Historias detrás de los números

Batul y Carmen son dos de las 112 personas que participan en el programa de Refugiados de Cruz Roja. Huyeron de sus países, Siria y Venezuela, para empezar de cero.

Batul Birine, siria, y Carmen Suárez, venezolana, del programa de Refugiados de Cruz Roja.
Batul Birine, siria, y Carmen Suárez, venezolana, del programa de Refugiados de Cruz Roja.
Aránzazu Navarro

Batul Birine tiene solo 22 años, pero ha vivido el horror de la guerra de Siria en primera persona. Su casa estaba en Homs, la tercera ciudad más grande del país y cuando estalló el conflicto se marchó con su familia al Líbano donde estaría hasta el verano de 2016. En aquel momento le ofrecieron la posibilidad de viajar a España con su marido y su hijo y no dudó. La joven recuerda Homs como una urbe normal, donde había hospitales y colegios, no existía el miedo: "Todo estaba bien". Sin embargo, ahora no quiere volver, ya no le queda nada allí.

"Mi vida está en Zaragoza. Cuando mi madre y mis hermanos vengan aquí tendré todo", afirma con unos ojos llorosos. Ella logró viajar a España, pero su madre y sus hermanos no tuvieron la misma suerte y se quedaron en el Líbano. "La situación en ese país tampoco está bien, si no tienes todos los papeles te mandan de nuevo a Siria. No es seguro", lamenta Birine, quien desea que no le ocurra a su familia, ya que su padre murió en el conflicto de Siria, otra razón por la que no quiere que sus hijos crezcan allí.

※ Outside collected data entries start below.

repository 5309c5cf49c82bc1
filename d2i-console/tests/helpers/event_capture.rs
//! Reading console events off the bus in tests

use d2i_common::events::{ConsoleEvent, ToastSeverity};
use std::time::Duration;
use tokio::sync::broadcast::Receiver;

const EVENT_WAIT: Duration = Duration::from_secs(2);

/// Next event accepted by `pred`, skipping everything else
pub async fn next_matching<F>(rx: &mut Receiver<ConsoleEvent>, pred: F) -> ConsoleEvent
where
    F: Fn(&ConsoleEvent) -> bool,
{
    tokio::time::timeout(EVENT_WAIT, async {
        loop {
            let event = rx.recv().await.expect("event bus closed");
            if pred(&event) {
                return event;
            }
        }
    })
    .await
    .expect("timed out waiting for event")
}

/// Message and severity of the next shown toast
pub async fn next_toast(rx: &mut Receiver<ConsoleEvent>) -> (String, ToastSeverity) {
    match next_matching(rx, |e| matches!(e, ConsoleEvent::ToastShown { .. })).await {
        ConsoleEvent::ToastShown {
            message, severity, ..
        } => (message, severity),
        _ => unreachable!(),
    }
}
//! UI serving routes
//!
//! Serves the page shell; every panel is filled from a `/fragments/*` route.

use axum::{
    http::StatusCode,
    response::{Html, IntoResponse, Response},
};

const INDEX_HTML: &str = include_str!("../ui/index.html");
const CONSOLE_JS: &str = include_str!("../ui/console.js");
const CONSOLE_CSS: &str = include_str!("../ui/console.css");

/// GET /
pub async fn serve_index() -> Html<&'static str> {
    Html(INDEX_HTML)
}

/// GET /static/console.js
pub async fn serve_console_js() -> Response {
    (
        StatusCode::OK,
        [("content-type", "application/javascript")],
        CONSOLE_JS,
    )
        .into_response()
}

/// GET /static/console.css
pub async fn serve_console_css() -> Response {
    (StatusCode::OK, [("content-type", "text/css")], CONSOLE_CSS).into_response()
}
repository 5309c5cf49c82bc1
//! Event types for the console event system
//!
//! Provides the shared event definitions and the EventBus the console uses to
//! push toasts and modal state changes to connected browsers.

use chrono::{DateTime, Utc};
use serde::{Deserialize, Serialize};
use tokio::sync::broadcast;
use uuid::Uuid;

/// Toast severity
#[derive(Debug, Clone, Copy, PartialEq, Eq, Hash, Serialize, Deserialize)]
#[serde(rename_all = "lowercase")]
pub enum ToastSeverity {
    Success,
    Error,
    Warning,
    Info,
}

impl ToastSeverity {
    pub fn as_str(&self) -> &'static str {
        match self {
            ToastSeverity::Success => "success",
            ToastSeverity::Error => "error",
            ToastSeverity::Warning => "warning",
            ToastSeverity::Info => "info",
        }
    }
}

/// Console event types
///
/// Events are broadcast via EventBus and serialized for SSE transmission.
#[derive(Debug, Clone, Serialize, Deserialize)]
#[serde(tag = "type")]
pub enum ConsoleEvent {
    /// A toast became visible
    ToastShown {
        toast_id: Uuid,
        message: String,
        severity: ToastSeverity,
        /// Rendered toast element, ready to append to the toast container
        html: String,
        timestamp: DateTime<Utc>,
    },

    /// A toast started its fade-out transition
    ToastFading {
        toast_id: Uuid,
        timestamp: DateTime<Utc>,
    },

    /// A toast finished fading and must be removed
    ToastRemoved {
        toast_id: Uuid,
        timestamp: DateTime<Utc>,
    },

    /// A pending release choice was detected and the modal opened
    DisambiguationOpened {
        candidate_count: usize,
        selected_index: usize,
        timestamp: DateTime<Utc>,
    },

    /// The user picked another release candidate
    DisambiguationSelectionChanged {
        selected_index: usize,
        timestamp: DateTime<Utc>,
    },

    /// The modal closed
    DisambiguationClosed {
        /// True when closed by a successful submission
        resolved: bool,
        timestamp: DateTime<Utc>,
    },

    /// Copy status should be refreshed (fires after a successful submission)
    StatusRefreshRequested { timestamp: DateTime<Utc> },
}

impl ConsoleEvent {
    /// Event name used as the SSE `event:` field
    pub fn event_type(&self) -> &'static str {
        match self {
            ConsoleEvent::ToastShown { .. } => "ToastShown",
            ConsoleEvent::ToastFading { .. } => "ToastFading",
            ConsoleEvent::ToastRemoved { .. } => "ToastRemoved",
            ConsoleEvent::DisambiguationOpened { .. } => "DisambiguationOpened",
            ConsoleEvent::DisambiguationSelectionChanged { .. } => {
                "DisambiguationSelectionChanged"
            }
            ConsoleEvent::DisambiguationClosed { .. } => "DisambiguationClosed",
            ConsoleEvent::StatusRefreshRequested { .. } => "StatusRefreshRequested",
        }
    }
}

/// Broadcast channel for [`ConsoleEvent`]s
///
/// # Examples
///
/// ```
/// use d2i_common::events::{ConsoleEvent, EventBus};
///
/// let event_bus = EventBus::new(100);
/// let mut rx = event_bus.subscribe();
///
/// event_bus.emit_lossy(ConsoleEvent::StatusRefreshRequested {
///     timestamp: chrono::Utc::now(),
/// });
/// assert!(rx.try_recv().is_ok());
/// ```
#[derive(Clone)]
pub struct EventBus {
    tx: broadcast::Sender<ConsoleEvent>,
    capacity: usize,
}

impl EventBus {
    /// Creates a new EventBus buffering up to `capacity` events per subscriber
    pub fn new(capacity: usize) -> Self {
        let (tx, _) = broadcast::channel(capacity);
        Self { tx, capacity }
    }

    /// Subscribe to all future events
    pub fn subscribe(&self) -> broadcast::Receiver<ConsoleEvent> {
        self.tx.subscribe()
    }

    /// Emit an event to all subscribers
    ///
    /// Returns `Err` if no subscribers are listening.
    #[allow(clippy::result_large_err)]
    pub fn emit(
        &self,
        event: ConsoleEvent,
    ) -> Result<usize, broadcast::error::SendError<ConsoleEvent>> {
        self.tx.send(event)
    }

    /// Emit an event, ignoring if no subscribers are listening
    ///
    /// Toasts and modal updates are fire-and-forget: with no browser
    /// connected there is nobody to show them to.
    pub fn emit_lossy(&self, event: ConsoleEvent) {
        let _ = self.tx.send(event);
    }

    /// Get the current number of active subscribers
    pub fn subscriber_count(&self) -> usize {
        self.tx.receiver_count()
    }

    /// Get the configured channel capacity
    pub fn capacity(&self) -> usize {
        self.capacity
    }
}
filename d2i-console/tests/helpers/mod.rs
//! Test Helper Utilities
//!
//! Shared utilities for testing d2i-console

#![allow(dead_code)]

pub mod event_capture;
pub mod stub_backend;

pub use event_capture::{next_matching, next_toast};
pub use stub_backend::{StubBackend, StubState, DEAD_BACKEND_URL};

use d2i_console::client::BackendClient;
use d2i_console::disambiguation::WorkflowTimings;
use d2i_console::i18n::Locale;
use d2i_console::AppState;
use std::time::Duration;

/// Workflow timings short enough for tests
pub fn fast_timings() -> WorkflowTimings {
    WorkflowTimings {
        poll_interval: Duration::from_millis(50),
        initial_delay: Duration::from_millis(10),
        refresh_delay: Duration::from_millis(30),
    }
}

pub fn client_for(base_url: &str) -> BackendClient {
    BackendClient::new(base_url, Duration::from_secs(2)).expect("client should build")
}

/// App state wired to the given backend with fast workflow timings
pub fn state_for(base_url: &str) -> AppState {
    AppState::with_workflow_timings(client_for(base_url), Locale::De, fast_timings())
}
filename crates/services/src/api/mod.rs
mod client;
mod config;
mod wire;

use async_trait::async_trait;
use interview_core::model::{
    Feedback, HealthStatus, InterviewSetup, IssuedQuestion, SessionId, SessionStats,
};

use crate::error::ApiError;

pub use client::HttpInterviewApi;
pub use config::{API_URL_ENV, ApiConfig, DEFAULT_BASE_URL, LEGACY_API_URL_ENV, REQUEST_TIMEOUT};
pub use wire::{NextQuestionRequest, SubmitAnswerRequest, error_detail};

/// The remote interview service.
///
/// Every call is a single best-effort round trip: no retries, no caching.
#[async_trait]
pub trait InterviewApi: Send + Sync {
    async fn start_interview(&self, setup: &InterviewSetup) -> Result<IssuedQuestion, ApiError>;

    async fn submit_answer(&self, request: &SubmitAnswerRequest) -> Result<Feedback, ApiError>;

    async fn next_question(
        &self,
        request: &NextQuestionRequest,
    ) -> Result<IssuedQuestion, ApiError>;

    async fn session_stats(&self, session_id: &SessionId) -> Result<SessionStats, ApiError>;

    async fn health(&self) -> Result<HealthStatus, ApiError>;
}
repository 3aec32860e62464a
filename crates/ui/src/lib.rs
pub mod app;
pub mod context;
pub mod vm;
pub mod views;

pub use app::App;
pub use context::{AppContext, UiApp, build_app_context};
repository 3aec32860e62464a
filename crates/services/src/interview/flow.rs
use std::sync::Arc;

use interview_core::model::{SessionStats, SetupDraft};

use crate::api::InterviewApi;
use crate::error::InterviewError;

use super::session::{InterviewSession, Settled};

/// Drives an `InterviewSession` against an `InterviewApi`, one request at a time.
///
/// UIs that keep the session inside reactive state call the `begin_*` and
/// `finish_*` halves themselves so no borrow is held across the await.
#[derive(Clone)]
pub struct InterviewFlow {
    api: Arc<dyn InterviewApi>,
    session: InterviewSession,
}

impl InterviewFlow {
    #[must_use]
    pub fn new(api: Arc<dyn InterviewApi>) -> Self {
        Self {
            api,
            session: InterviewSession::new(),
        }
    }

    #[must_use]
    pub fn session(&self) -> &InterviewSession {
        &self.session
    }

    pub fn session_mut(&mut self) -> &mut InterviewSession {
        &mut self.session
    }

    /// Start a run from the setup form.
    ///
    /// # Errors
    ///
    /// Returns `InterviewError` for validation, stage or API failures.
    pub async fn start(&mut self, draft: &SetupDraft) -> Result<Settled, InterviewError> {
        let pending = self.session.begin_start(draft)?;
        let result = self.api.start_interview(&pending.request).await;
        self.session
            .finish_start(pending.ticket, result, pending.request)
    }

    /// Submit `answer` for the current question.
    ///
    /// # Errors
    ///
    /// Returns `InterviewError` for validation, stage or API failures.
    pub async fn submit(&mut self, answer: &str) -> Result<Settled, InterviewError> {
        let pending = self.session.begin_submit(answer)?;
        let result = self.api.submit_answer(&pending.request).await;
        self.session.finish_submit(pending.ticket, result)
    }

    /// Fetch the next question after reviewing feedback.
    ///
    /// # Errors
    ///
    /// Returns `InterviewError` for stage or API failures.
    pub async fn advance(&mut self) -> Result<Settled, InterviewError> {
        let pending = self.session.begin_advance()?;
        let result = self.api.next_question(&pending.request).await;
        self.session.finish_advance(pending.ticket, result)
    }

    pub fn end(&mut self) {
        self.session.end();
    }

    pub fn restart(&mut self) {
        self.session.restart();
    }

    /// Server-side statistics for the current run.
    ///
    /// # Errors
    ///
    /// Returns `InterviewError::NoSession` before a run has started.
    pub async fn stats(&self) -> Result<SessionStats, InterviewError> {
        let session_id = self
            .session
            .session_id()
            .ok_or(InterviewError::NoSession)?;
        Ok(self.api.session_stats(session_id).await?)
    }
}
use std::collections::VecDeque;
use std::sync::{Arc, Mutex};

use async_trait::async_trait;
use dioxus::core::NoOpMutations;
use dioxus::prelude::*;
use interview_core::model::{
    Feedback, FeedbackDetail, HealthStatus, InterviewSetup, IssuedQuestion, Question, SessionId,
    SessionStats,
};
use services::api::{NextQuestionRequest, SubmitAnswerRequest};
use services::{ApiError, InterviewApi};

use crate::context::{UiApp, build_app_context};
use crate::views::InterviewView;
use crate::views::interview::InterviewTestHandles;

/// In-memory `InterviewApi` replaying queued responses.
#[derive(Default)]
pub struct FakeApi {
    questions: Mutex<VecDeque<Result<IssuedQuestion, ApiError>>>,
    feedback: Mutex<VecDeque<Result<Feedback, ApiError>>>,
    stats_fail: bool,
}

impl FakeApi {
    pub fn question(self, text: &str, limit: u32) -> Self {
        self.questions
            .lock()
            .unwrap()
            .push_back(Ok(issued(text, limit)));
        self
    }

    pub fn question_with_topics(self, text: &str, limit: u32, topics: &[&str]) -> Self {
        let mut issued = issued(text, limit);
        issued.question.expected_topics = topics.iter().map(|topic| topic.to_string()).collect();
        self.questions.lock().unwrap().push_back(Ok(issued));
        self
    }

    pub fn failing_question(self, err: ApiError) -> Self {
        self.questions.lock().unwrap().push_back(Err(err));
        self
    }

    pub fn score(self, score: u32) -> Self {
        self.feedback.lock().unwrap().push_back(Ok(feedback(score)));
        self
    }

    pub fn failing_score(self, err: ApiError) -> Self {
        self.feedback.lock().unwrap().push_back(Err(err));
        self
    }

    pub fn without_stats(mut self) -> Self {
        self.stats_fail = true;
        self
    }

    fn pop_question(&self) -> Result<IssuedQuestion, ApiError> {
        self.questions
            .lock()
            .unwrap()
            .pop_front()
            .unwrap_or(Err(ApiError::Unreachable("no scripted question".into())))
    }
}

#[async_trait]
impl InterviewApi for FakeApi {
    async fn start_interview(&self, _setup: &InterviewSetup) -> Result<IssuedQuestion, ApiError> {
        self.pop_question()
    }

    async fn submit_answer(&self, _request: &SubmitAnswerRequest) -> Result<Feedback, ApiError> {
        self.feedback
            .lock()
            .unwrap()
            .pop_front()
            .unwrap_or(Err(ApiError::Unreachable("no scripted feedback".into())))
    }

    async fn next_question(
        &self,
        _request: &NextQuestionRequest,
    ) -> Result<IssuedQuestion, ApiError> {
        self.pop_question()
    }

    async fn session_stats(&self, session_id: &SessionId) -> Result<SessionStats, ApiError> {
        if self.stats_fail {
            return Err(ApiError::Status {
                status: services::StatusCode::NOT_FOUND,
                detail: Some("Session not found".into()),
            });
        }
        Ok(SessionStats {
            session_id: session_id.clone(),
            questions_asked: 1,
            average_score: 85.0,
            scores: vec![85],
            created_at: "2026-10-18T09:30:00.000001".into(),
        })
    }

    async fn health(&self) -> Result<HealthStatus, ApiError> {
        Ok(HealthStatus {
            status: "healthy".into(),
            agent_ready: true,
            service: None,
            version: None,
        })
    }
}

pub fn issued(text: &str, limit: u32) -> IssuedQuestion {
    IssuedQuestion {
        session_id: SessionId::new("ui-session"),
        question: Question {
            text: text.to_string(),
            context: "Consider failure modes.".into(),
            difficulty: "medium".into(),
            expected_topics: vec!["caching".into(), "consistency".into()],
            time_limit_seconds: limit,
        },
    }
}

pub fn feedback(score: u32) -> Feedback {
    Feedback {
        overall_score: score,
        feedback_detail: FeedbackDetail {
            clarity: 80,
            technical_accuracy: score,
            completeness: 70,
            communication: 90,
        },
        strengths: vec!["Clear structure".into()],
        improvements: vec!["Quantify trade-offs".into()],
        missing_topics: Vec::new(),
        suggested_answer: "Start with a **write-through** cache.".into(),
        follow_up_question: Some("How would you invalidate entries?".into()),
    }
}

struct TestApp {
    api: Arc<FakeApi>,
}

impl UiApp for TestApp {
    fn api(&self) -> Arc<dyn InterviewApi> {
        self.api.clone()
    }

    fn api_base_url(&self) -> String {
        "http://fake.test".to_string()
    }
}

#[derive(Props, Clone)]
struct HarnessProps {
    app: Arc<TestApp>,
    handles: InterviewTestHandles,
}

impl PartialEq for HarnessProps {
    fn eq(&self, _other: &Self) -> bool {
        true
    }
}

#[component]
fn InterviewHarness(props: HarnessProps) -> Element {
    let app: Arc<dyn UiApp> = props.app.clone();
    use_context_provider(|| build_app_context(&app));
    use_context_provider(|| props.handles.clone());
    rsx! { InterviewView {} }
}

pub struct ViewHarness {
    pub dom: VirtualDom,
    pub handles: InterviewTestHandles,
}

impl ViewHarness {
    pub fn rebuild(&mut self) {
        self.dom.rebuild_in_place();
        drive_dom(&mut self.dom);
    }

    pub async fn drive_async(&mut self) {
        let _ = tokio::time::timeout(
            std::time::Duration::from_millis(50),
            self.dom.wait_for_work(),
        )
        .await;
        self.dom.render_immediate(&mut NoOpMutations);
        self.dom.process_events();
    }

    /// Let spawned requests resolve and the resulting state render.
    pub async fn settle(&mut self) {
        for _ in 0..3 {
            self.drive_async().await;
        }
    }

    /// Keep polling the dom until `span` of wall-clock time has passed.
    pub async fn drive_for(&mut self, span: std::time::Duration) {
        let deadline = tokio::time::Instant::now() + span;
        while tokio::time::Instant::now() < deadline {
            self.drive_async().await;
        }
    }

    pub fn act(&mut self, action: crate::vm::InterviewAction) {
        let dispatch = self.handles.dispatch();
        self.dom.in_runtime(|| dispatch.call(action));
        drive_dom(&mut self.dom);
    }

    pub fn render(&self) -> String {
        dioxus_ssr::render(&self.dom)
    }
}

pub fn drive_dom(dom: &mut VirtualDom) {
    dom.process_events();
    dom.render_immediate(&mut NoOpMutations);
    dom.process_events();
}

pub fn setup_view_harness(api: FakeApi) -> ViewHarness {
    let handles = InterviewTestHandles::default();
    let app = Arc::new(TestApp { api: Arc::new(api) });
    let dom = VirtualDom::new_with_props(
        InterviewHarness,
        HarnessProps {
            app,
            handles: handles.clone(),
        },
    );
    ViewHarness { dom, handles }
}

Ha pasado más de un año desde que esta familia siria llegó a Zaragoza (a Aragón ha acogido a 471 refugiados en tres años) y en este tiempo ya son uno mas. La pequeña Huda nació unos meses después y tiene nacionalidad española, lo que alegra a Batul. En cuanto al niño mayor, de 3 años, ha empezado el colegio y "habla muy bien español", apunta su madre orgullosa. Hasta el momento, ni su marido ni ella han podido trabajar pero espera que lo hagan pronto. "Mi esposo era mecánico en Siria y yo no trabajaba, pero ahora sí que quiero, donde sea, no me importa", explica Birine. Gracias al programa de atención de Refugiados de Cruz Roja han comenzado una vida nueva a 3.300 kilómetros del que era su hogar. En estos momentos viven de alquiler en un piso –que paga la organización– y están en la llamada segunda fase, la de la integración, en la que buscan trabajo y mejoran su español.

"Y me lancé"

"Es como cuando se está hundiendo un barco y tienes que lanzarte ya, no puedes pensarlo. Y me lancé", cuenta Carmen Suárez, venezolana de 50 años. Su hija mayor, de 28 años, fue diagnosticada de linfoma de Hodgkin, un cáncer que afecta a la sangre y que ha dejado a la joven en silla de ruedas. "En Venezuela solo un antibiótico ya cuesta mucho dinero, no podíamos quedarnos allí y nos fuimos a México", señala Suárez. Sin embargo, allí la sanidad es privada y gastaron miles de euros sin garantías. "La vida de mi hija estaba en juego y con el dinero que teníamos o volábamos a España, o seguíamos pagando medicamentos y alquiler en México sin saber el destino final", añade. Así que tomó la decisión de venir a España con sus dos hijas y la pareja de una de ellas.

Desconocían Zaragoza y su llegada fue de casualidad hace dos meses, porque la capital aragonesa tenía plazas libres en el Refugio. Esta residencia de Cruz Roja abrió el año pasado para alojar a personas que han tenido que abandonar su país. Allí les ofrecen comida y vivienda durante seis meses, pertenece a la primera fase, la de acogida. En este centro hay personas de muchos países: Camerún, El Salvador, Ucrania.... "Un día hicimos comidas típicas de nuestros países y para enseñar nuestras culturas", comenta Suárez, al mismo tiempo que afirma que "ya son todos muy amigos". Al fin y al cabo, a todos les une que han tenido que empezar de cero.

"Es un milagro estar aquí y cómo están tratando a mi hija", señala emocionada. Aunque fue la enfermedad de su hija lo que les hizo abandonar Venezuela, está segura de que se hubieran marchado igualmente por la situación que atraviesa su país. "No me importaba comenzar de nuevo –apunta–. Lo que me queda de vida quiero tener libertad, que las calles estén limpias y que pueda caminar a las dos de la mañana tranquila". Esta médico terapeuta confía en que pronto pueda ejercer su profesión y volver en unos años a una Venezuela "diferente" aunque reconoce que "a la sociedad le va a costar recuperarse".